= DIRECTIONS =
Give again, word for word, every line below from the one that has "let count = (i64::from(last)" through the one that has "pub struct SweepReport", both included, and no others.

= ENTRIES SUPPLIED =
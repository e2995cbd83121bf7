//! Error types shared by every stage of a temperature sweep.

use thiserror::Error;

use crate::formula::FormulaError;
use crate::instrument::InstrumentError;

pub type Result<T> = std::result::Result<T, SweepError>;

// Every variant is fatal for the current run. Nothing in the library retries.
#[derive(Debug, Error)]
pub enum SweepError {
    /// The sweep reached a temperature the calibration table does not cover.
    #[error("temperature {0} is not present in the NTC table")]
    MissingTemperature(i32),
    /// Temperatures and resistances were not supplied pairwise.
    #[error("NTC table has {temperatures} temperatures but {resistances} resistances")]
    TableLengthMismatch {
        temperatures: usize,
        resistances: usize,
    },
    /// A temperature appeared twice while duplicates were being rejected.
    #[error("temperature {0} appears more than once in the NTC table")]
    DuplicateTemperature(i32),
    /// The inter-step delay is negative or not a number.
    #[error("step delay must be a finite, non-negative number of seconds (got {0})")]
    InvalidDelay(f64),
    /// The circuit formula failed to parse or evaluate.
    #[error("circuit formula: {0}")]
    Formula(#[from] FormulaError),
    /// The connection handed to the controller has no live session behind it.
    #[error("instrument connection '{0}' is not bound to an open session")]
    UnboundConnection(String),
    /// Sending a command to the instrument failed.
    #[error("instrument: {0}")]
    Instrument(#[from] InstrumentError),
    /// Reading the operator's confirmation failed.
    #[error("operator console: {0}")]
    Console(#[from] std::io::Error),
}
//! Temperature ramp sequencing.
//!
//! A test is a round trip: initialize the supply at the starting
//! temperature, wait for the operator, ramp to the final temperature and
//! ramp back. Each step looks up the resistance, converts it to a voltage,
//! applies it on the simulated NTC output and then blocks for the step delay.

use std::fmt;
use std::thread;
use std::time::Duration;

use tracing::{info, warn};

use crate::controller::SourceController;
use crate::error::{Result, SweepError};
use crate::formula::VoltageFormula;
use crate::instrument::InstrumentConnection;
use crate::table::ResistanceTable;

/// Blocking wait between ramp steps.
pub trait Pause {
    fn pause(&mut self, duration: Duration);
}

/// Sleeps the current thread.
#[derive(Debug, Default, Clone, Copy)]
pub struct ThreadSleep;

impl Pause for ThreadSleep {
    fn pause(&mut self, duration: Duration) {
        if !duration.is_zero() {
            thread::sleep(duration);
        }
    }
}

#[derive(Debug, Clone, Copy, PartialEq, Eq)]
pub enum Direction {
    Rising,
    Falling,
}

impl Direction {
    /// Rising only when `initial` is strictly below `last`.
    pub fn between(initial: i32, last: i32) -> Self {
        if initial < last {
            Direction::Rising
        } else {
            Direction::Falling
        }
    }

    pub fn step(self) -> i64 {
        match self {
            Direction::Rising => 1,
            Direction::Falling => -1,
        }
    }
}

impl fmt::Display for Direction {
    fn fmt(&self, f: &mut fmt::Formatter<'_>) -> fmt::Result {
        match self {
            Direction::Rising => f.write_str("rising"),
            Direction::Falling => f.write_str("falling"),
        }
    }
}

/// Every integer temperature from `initial` to `last`, both inclusive.
pub fn temperatures(initial: i32, last: i32) -> impl Iterator<Item = i32> {
    let step = Direction::between(initial, last).step();
    let count = (i64::from(last) - i64::from(initial)).unsigned_abs() + 1;
    // Stays within [initial, last], so the narrowing is lossless.
    (0..count).map(move |k| (i64::from(initial) + step * k as i64) as i32)
}

#[derive(Debug, Clone, Copy, Default, PartialEq, Eq)]
pub enum SweepState {
    #[default]
    Idle,
    RampingForward,
    RampingReverse,
}

/// Per-run inputs: the operator's temperature bounds and the step delay.
#[derive(Debug, Clone, Copy, PartialEq, Eq)]
pub struct RunParameters {
    pub initial_temperature: i32,
    pub final_temperature: i32,
    pub delay: Duration,
}

impl RunParameters {
    /// Builds run parameters from a delay in seconds.
    pub fn new(initial_temperature: i32, final_temperature: i32, delay_secs: f64) -> Result<Self> {
        if !delay_secs.is_finite() || delay_secs < 0.0 {
            return Err(SweepError::InvalidDelay(delay_secs));
        }
        let delay =
            Duration::try_from_secs_f64(delay_secs).map_err(|_| SweepError::InvalidDelay(delay_secs))?;
        Ok(Self {
            initial_temperature,
            final_temperature,
            delay,
        })
    }
}

/// One applied ramp step.
#[derive(Debug, Clone, Copy, PartialEq)]
pub struct SweepStep {
    pub temperature: i32,
    pub resistance: f64,
    pub voltage: f64,
    pub direction: Direction,
    /// Sequencer state while the step was applied.
    pub phase: SweepState,
}

/// Steps applied during a round trip, outbound then return.
#[derive(Debug, Clone, Default, PartialEq)]
pub struct SweepReport {
    pub forward: Vec<SweepStep>,
    pub reverse: Vec<SweepStep>,
}

impl SweepReport {
    pub fn steps(&self) -> impl Iterator<Item = &SweepStep> {
        self.forward.iter().chain(self.reverse.iter())
    }

    pub fn len(&self) -> usize {
        self.forward.len() + self.reverse.len()
    }

    pub fn is_empty(&self) -> bool {
        self.len() == 0
    }

    /// Lowest and highest voltage applied.
    pub fn voltage_range(&self) -> Option<(f64, f64)> {
        self.steps().map(|s| s.voltage).fold(None, |range, v| match range {
            None => Some((v, v)),
            Some((low, high)) => Some((low.min(v), high.max(v))),
        })
    }
}

pub struct RampSequencer<'a, C: InstrumentConnection, P: Pause = ThreadSleep> {
    table: &'a ResistanceTable,
    formula: &'a VoltageFormula,
    source: SourceController<C>,
    pause: P,
    state: SweepState,
}

impl<'a, C: InstrumentConnection> RampSequencer<'a, C> {
    pub fn new(
        table: &'a ResistanceTable,
        formula: &'a VoltageFormula,
        source: SourceController<C>,
    ) -> Self {
        Self {
            table,
            formula,
            source,
            pause: ThreadSleep,
            state: SweepState::Idle,
        }
    }
}

impl<'a, C: InstrumentConnection, P: Pause> RampSequencer<'a, C, P> {
    /// Replaces the step delay implementation.
    pub fn with_pause<Q: Pause>(self, pause: Q) -> RampSequencer<'a, C, Q> {
        RampSequencer {
            table: self.table,
            formula: self.formula,
            source: self.source,
            pause,
            state: self.state,
        }
    }

    /// Resistance and output voltage for `temperature`.
    pub fn resolve(&self, temperature: i32) -> Result<(f64, f64)> {
        let resistance = self.table.get_resistance(temperature)?;
        let voltage = self.formula.evaluate(resistance)?;
        Ok((resistance, voltage))
    }

    /// Initializes the supply with the voltage for `initial_temperature`.
    /// Returns the voltage applied.
    pub fn initialize(&mut self, initial_temperature: i32) -> Result<f64> {
        let (_, voltage) = self.resolve(initial_temperature)?;
        self.source.initialize(voltage)?;
        Ok(voltage)
    }

    /// Ramps from `initial_temperature` to `final_temperature`, applying each
    /// step and waiting `delay` after it.
    ///
    /// This is a single outbound pass: the state is `RampingForward` whichever
    /// way the temperature moves. Only the return leg of a round trip runs as
    /// `RampingReverse`.
    pub fn run_sweep(
        &mut self,
        initial_temperature: i32,
        final_temperature: i32,
        delay: Duration,
    ) -> Result<Vec<SweepStep>> {
        self.state = SweepState::RampingForward;
        let steps = self.ramp(initial_temperature, final_temperature, delay);
        self.state = SweepState::Idle;
        steps
    }

    /// Ramps out to the final temperature and back again.
    pub fn run_round_trip(&mut self, params: &RunParameters) -> Result<SweepReport> {
        let RunParameters {
            initial_temperature,
            final_temperature,
            delay,
        } = *params;
        if initial_temperature == final_temperature {
            warn!(
                temperature = initial_temperature,
                "initial and final temperature are equal; round trip is a single step each way"
            );
        }

        let report = self.round_trip(initial_temperature, final_temperature, delay);
        self.state = SweepState::Idle;
        let report = report?;

        info!(steps = report.len(), "round trip complete");
        Ok(report)
    }

    /// Full test procedure: initialize, wait for `confirm`, then round trip.
    pub fn run_test<F>(&mut self, params: &RunParameters, confirm: F) -> Result<SweepReport>
    where
        F: FnOnce() -> Result<()>,
    {
        self.initialize(params.initial_temperature)?;
        confirm()?;
        self.run_round_trip(params)
    }

    pub fn state(&self) -> SweepState {
        self.state
    }

    pub fn source(&self) -> &SourceController<C> {
        &self.source
    }

    pub fn into_source(self) -> SourceController<C> {
        self.source
    }

    fn round_trip(&mut self, initial: i32, last: i32, delay: Duration) -> Result<SweepReport> {
        self.state = SweepState::RampingForward;
        let forward = self.ramp(initial, last, delay)?;
        self.state = SweepState::RampingReverse;
        let reverse = self.ramp(last, initial, delay)?;
        Ok(SweepReport { forward, reverse })
    }

    fn ramp(&mut self, initial: i32, last: i32, delay: Duration) -> Result<Vec<SweepStep>> {
        let direction = Direction::between(initial, last);
        info!(from = initial, to = last, %direction, "ramp started");

        let mut steps = Vec::new();
        for temperature in temperatures(initial, last) {
            let (resistance, voltage) = self.resolve(temperature)?;
            self.source.set_voltage(voltage)?;
            info!(temperature, resistance, voltage, "temperature step applied");
            steps.push(SweepStep {
                temperature,
                resistance,
                voltage,
                direction,
                phase: self.state,
            });
            self.pause.pause(delay);
        }
        Ok(steps)
    }
}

= COMPLETED TASK =
    let count = (i64::from(last) - i64::from(initial)).unsigned_abs() + 1;
    // Stays within [initial, last], so the narrowing is lossless.
    (0..count).map(move |k| (i64::from(initial) + step * k as i64) as i32)
}

#[derive(Debug, Clone, Copy, Default, PartialEq, Eq)]
pub enum SweepState {
    #[default]
    Idle,
    RampingForward,
    RampingReverse,
}

/// Per-run inputs: the operator's temperature bounds and the step delay.
#[derive(Debug, Clone, Copy, PartialEq, Eq)]
pub struct RunParameters {
    pub initial_temperature: i32,
    pub final_temperature: i32,
    pub delay: Duration,
}

impl RunParameters {
    /// Builds run parameters from a delay in seconds.
    pub fn new(initial_temperature: i32, final_temperature: i32, delay_secs: f64) -> Result<Self> {
        if !delay_secs.is_finite() || delay_secs < 0.0 {
            return Err(SweepError::InvalidDelay(delay_secs));
        }
        let delay =
            Duration::try_from_secs_f64(delay_secs).map_err(|_| SweepError::InvalidDelay(delay_secs))?;
        Ok(Self {
            initial_temperature,
            final_temperature,
            delay,
        })
    }
}

/// One applied ramp step.
#[derive(Debug, Clone, Copy, PartialEq)]
pub struct SweepStep {
    pub temperature: i32,
    pub resistance: f64,
    pub voltage: f64,
    pub direction: Direction,
    /// Sequencer state while the step was applied.
    pub phase: SweepState,
}

/// Steps applied during a round trip, outbound then return.
#[derive(Debug, Clone, Default, PartialEq)]
pub struct SweepReport {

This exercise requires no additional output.